WHAT YOU HAVE TO DO: Quote every line of the material beneath this one.

RECORDS FOR THIS TASK:
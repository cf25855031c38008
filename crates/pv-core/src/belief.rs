//! Belief points and belief-derived vectors.
//!
//! The `_q` helpers work on one action's projection sets (indexed by
//! observation) and build the Q-vector that is best at a given belief.

use rand::Rng;
use thiserror::Error;

use crate::alpha::vector::unit;
use crate::alpha::{AlphaList, AlphaNode, NodeHandle, Provenance};

#[derive(Debug, Error, PartialEq, Eq)]
pub enum BeliefError {
    #[error("every projection set is empty")]
    NoProjections,

    #[error("belief has {found} components, expected {expected}")]
    DimensionMismatch { expected: usize, found: usize },
}

impl From<BeliefError> for pv_common::Error {
    fn from(err: BeliefError) -> Self {
        match err {
            BeliefError::NoProjections => pv_common::Error::Invariant(err.to_string()),
            BeliefError::DimensionMismatch { expected, found } => {
                pv_common::Error::DimensionMismatch { expected, found }
            }
        }
    }
}

pub type Result<T> = std::result::Result<T, BeliefError>;

/// Uniform sample from the probability simplex.
pub fn random_belief<R: Rng + ?Sized>(rng: &mut R, num_states: usize) -> Vec<f64> {
    let mut belief = vec![0.0; num_states];
    if num_states == 0 {
        return belief;
    }
    belief[0] = 1.0;
    for i in 1..num_states {
        // 1 - U keeps the draw in (0, 1] so the root is well defined
        let u: f64 = 1.0 - rng.random::<f64>();
        let x = 1.0 - u.powf(1.0 / i as f64);
        for b in belief.iter_mut().take(i) {
            *b *= 1.0 - x;
        }
        belief[i] = x;
    }
    belief
}

/// Corner `i` of the simplex.
pub fn simplex_corner(num_states: usize, i: usize) -> Vec<f64> {
    unit(num_states, i)
}

/// Caller-owned buffers for belief-derived vectors.
#[derive(Debug, Clone, PartialEq)]
pub struct BeliefScratch {
    pub alpha: Vec<f64>,
    pub obs_source: Vec<Option<NodeHandle>>,
}

impl BeliefScratch {
    pub fn new(num_states: usize, num_observations: usize) -> Self {
        BeliefScratch {
            alpha: vec![0.0; num_states],
            obs_source: vec![None; num_observations],
        }
    }
}

/// Sum, over observations, of the projection vector that is best at `belief`.
///
/// Empty projection sets contribute nothing and leave their source slot empty.
pub fn best_alpha_for_belief_q(
    scratch: &mut BeliefScratch,
    belief: &[f64],
    projections: &[AlphaList],
    epsilon: f64,
) -> Result<()> {
    let n = scratch.alpha.len();
    if belief.len() != n {
        return Err(BeliefError::DimensionMismatch {
            expected: n,
            found: belief.len(),
        });
    }
    scratch.alpha.iter_mut().for_each(|x| *x = 0.0);
    scratch.obs_source.clear();
    scratch.obs_source.resize(projections.len(), None);

    let mut any = false;
    for (z, projection) in projections.iter().enumerate() {
        let (best, _) = projection.best_vector(belief, f64::NEG_INFINITY, epsilon);
        let Some(handle) = best else {
            continue;
        };
        let Some(node) = projection.get(handle) else {
            continue;
        };
        any = true;
        scratch.obs_source[z] = Some(handle);
        for (acc, x) in scratch.alpha.iter_mut().zip(&node.alpha) {
            *acc += x;
        }
    }
    if !any {
        return Err(BeliefError::NoProjections);
    }
    Ok(())
}

/// Value of the best Q-vector for one action at `belief`.
pub fn one_step_value(
    scratch: &mut BeliefScratch,
    belief: &[f64],
    projections: &[AlphaList],
    epsilon: f64,
) -> Result<f64> {
    best_alpha_for_belief_q(scratch, belief, projections, epsilon)?;
    Ok(pv_math::dot(&scratch.alpha, belief))
}

/// Add the best Q-vector at `belief` to `list` unless it is already there.
pub fn add_vector_at_belief_q(
    list: &mut AlphaList,
    belief: &[f64],
    projections: &[AlphaList],
    scratch: &mut BeliefScratch,
    save_witness: bool,
    epsilon: f64,
) -> Result<Option<NodeHandle>> {
    best_alpha_for_belief_q(scratch, belief, projections, epsilon)?;
    if list.contains(&scratch.alpha, epsilon) {
        return Ok(None);
    }
    let action = list
        .action
        .or_else(|| projections.iter().find_map(|p| p.action))
        .unwrap_or(0);
    let mut node = AlphaNode::new(scratch.alpha.clone(), action).with_provenance(
        Provenance::BeliefDerived {
            obs_source: scratch.obs_source.clone(),
        },
    );
    if save_witness {
        node.witness = Some(belief.to_vec());
    }
    Ok(Some(list.append_node(node)))
}

/// Seed `list` with the best Q-vector at every simplex corner.
pub fn init_with_simplex_corners_q(
    list: &mut AlphaList,
    projections: &[AlphaList],
    scratch: &mut BeliefScratch,
    save_witness: bool,
    epsilon: f64,
) -> Result<usize> {
    let n = scratch.alpha.len();
    let mut added = 0;
    for i in 0..n {
        let corner = simplex_corner(n, i);
        if add_vector_at_belief_q(list, &corner, projections, scratch, save_witness, epsilon)?
            .is_some()
        {
            added += 1;
        }
    }
    Ok(added)
}

/// Seed `list` with the best Q-vectors at `count` random beliefs.
pub fn init_with_random_points_q<R: Rng + ?Sized>(
    list: &mut AlphaList,
    count: usize,
    rng: &mut R,
    projections: &[AlphaList],
    scratch: &mut BeliefScratch,
    save_witness: bool,
    epsilon: f64,
) -> Result<usize> {
    let n = scratch.alpha.len();
    let mut added = 0;
    for _ in 0..count {
        let belief = random_belief(rng, n);
        if add_vector_at_belief_q(list, &belief, projections, scratch, save_witness, epsilon)?
            .is_some()
        {
            added += 1;
        }
    }
    Ok(added)
}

OUTPUT:
repository cf25855031c38008
filename crates/pv-core/src/belief.rs
//! Belief points and belief-derived vectors.
//!
//! The `_q` helpers work on one action's projection sets (indexed by
//! observation) and build the Q-vector that is best at a given belief.

use rand::Rng;
use thiserror::Error;

use crate::alpha::vector::unit;
use crate::alpha::{AlphaList, AlphaNode, NodeHandle, Provenance};

#[derive(Debug, Error, PartialEq, Eq)]
pub enum BeliefError {
    #[error("every projection set is empty")]
    NoProjections,

    #[error("belief has {found} components, expected {expected}")]
    DimensionMismatch { expected: usize, found: usize },
}

impl From<BeliefError> for pv_common::Error {
    fn from(err: BeliefError) -> Self {
        match err {
            BeliefError::NoProjections => pv_common::Error::Invariant(err.to_string()),
            BeliefError::DimensionMismatch { expected, found } => {
                pv_common::Error::DimensionMismatch { expected, found }
            }
        }
    }
}

pub type Result<T> = std::result::Result<T, BeliefError>;

/// Uniform sample from the probability simplex.
pub fn random_belief<R: Rng + ?Sized>(rng: &mut R, num_states: usize) -> Vec<f64> {
    let mut belief = vec![0.0; num_states];
    if num_states == 0 {
        return belief;
    }
    belief[0] = 1.0;
    for i in 1..num_states {
        // 1 - U keeps the draw in (0, 1] so the root is well defined
        let u: f64 = 1.0 - rng.random::<f64>();
        let x = 1.0 - u.powf(1.0 / i as f64);
        for b in belief.iter_mut().take(i) {
            *b *= 1.0 - x;
        }
        belief[i] = x;
    }
    belief
}

/// Corner `i` of the simplex.
pub fn simplex_corner(num_states: usize, i: usize) -> Vec<f64> {
    unit(num_states, i)
}

/// Caller-owned buffers for belief-derived vectors.
#[derive(Debug, Clone, PartialEq)]
pub struct BeliefScratch {
    pub alpha: Vec<f64>,
    pub obs_source: Vec<Option<NodeHandle>>,
}

impl BeliefScratch {
    pub fn new(num_states: usize, num_observations: usize) -> Self {
        BeliefScratch {
            alpha: vec![0.0; num_states],
            obs_source: vec![None; num_observations],
        }
    }
}

/// Sum, over observations, of the projection vector that is best at `belief`.
///
/// Empty projection sets contribute nothing and leave their source slot empty.
pub fn best_alpha_for_belief_q(
    scratch: &mut BeliefScratch,
    belief: &[f64],
    projections: &[AlphaList],
    epsilon: f64,
) -> Result<()> {
    let n = scratch.alpha.len();
    if belief.len() != n {
        return Err(BeliefError::DimensionMismatch {
            expected: n,
            found: belief.len(),
        });
    }
    scratch.alpha.iter_mut().for_each(|x| *x = 0.0);
    scratch.obs_source.clear();
    scratch.obs_source.resize(projections.len(), None);

    let mut any = false;
    for (z, projection) in projections.iter().enumerate() {
        let (best, _) = projection.best_vector(belief, f64::NEG_INFINITY, epsilon);
        let Some(handle) = best else {
            continue;
        };
        let Some(node) = projection.get(handle) else {
            continue;
        };
        any = true;
        scratch.obs_source[z] = Some(handle);
        for (acc, x) in scratch.alpha.iter_mut().zip(&node.alpha) {
            *acc += x;
        }
    }
    if !any {
        return Err(BeliefError::NoProjections);
    }
    Ok(())
}

/// Value of the best Q-vector for one action at `belief`.
pub fn one_step_value(
    scratch: &mut BeliefScratch,
    belief: &[f64],
    projections: &[AlphaList],
    epsilon: f64,
) -> Result<f64> {
    best_alpha_for_belief_q(scratch, belief, projections, epsilon)?;
    Ok(pv_math::dot(&scratch.alpha, belief))
}

/// Add the best Q-vector at `belief` to `list` unless it is already there.
pub fn add_vector_at_belief_q(
    list: &mut AlphaList,
    belief: &[f64],
    projections: &[AlphaList],
    scratch: &mut BeliefScratch,
    save_witness: bool,
    epsilon: f64,
) -> Result<Option<NodeHandle>> {
    best_alpha_for_belief_q(scratch, belief, projections, epsilon)?;
    if list.contains(&scratch.alpha, epsilon) {
        return Ok(None);
    }
    let action = list
        .action
        .or_else(|| projections.iter().find_map(|p| p.action))
        .unwrap_or(0);
    let mut node = AlphaNode::new(scratch.alpha.clone(), action).with_provenance(
        Provenance::BeliefDerived {
            obs_source: scratch.obs_source.clone(),
        },
    );
    if save_witness {
        node.witness = Some(belief.to_vec());
    }
    Ok(Some(list.append_node(node)))
}

/// Seed `list` with the best Q-vector at every simplex corner.
pub fn init_with_simplex_corners_q(
    list: &mut AlphaList,
    projections: &[AlphaList],
    scratch: &mut BeliefScratch,
    save_witness: bool,
    epsilon: f64,
) -> Result<usize> {
    let n = scratch.alpha.len();
    let mut added = 0;
    for i in 0..n {
        let corner = simplex_corner(n, i);
        if add_vector_at_belief_q(list, &corner, projections, scratch, save_witness, epsilon)?
            .is_some()
        {
            added += 1;
        }
    }
    Ok(added)
}

/// Seed `list` with the best Q-vectors at `count` random beliefs.
pub fn init_with_random_points_q<R: Rng + ?Sized>(
    list: &mut AlphaList,
    count: usize,
    rng: &mut R,
    projections: &[AlphaList],
    scratch: &mut BeliefScratch,
    save_witness: bool,
    epsilon: f64,
) -> Result<usize> {
    let n = scratch.alpha.len();
    let mut added = 0;
    for _ in 0..count {
        let belief = random_belief(rng, n);
        if add_vector_at_belief_q(list, &belief, projections, scratch, save_witness, epsilon)?
            .is_some()
        {
            added += 1;
        }
    }
    Ok(added)
}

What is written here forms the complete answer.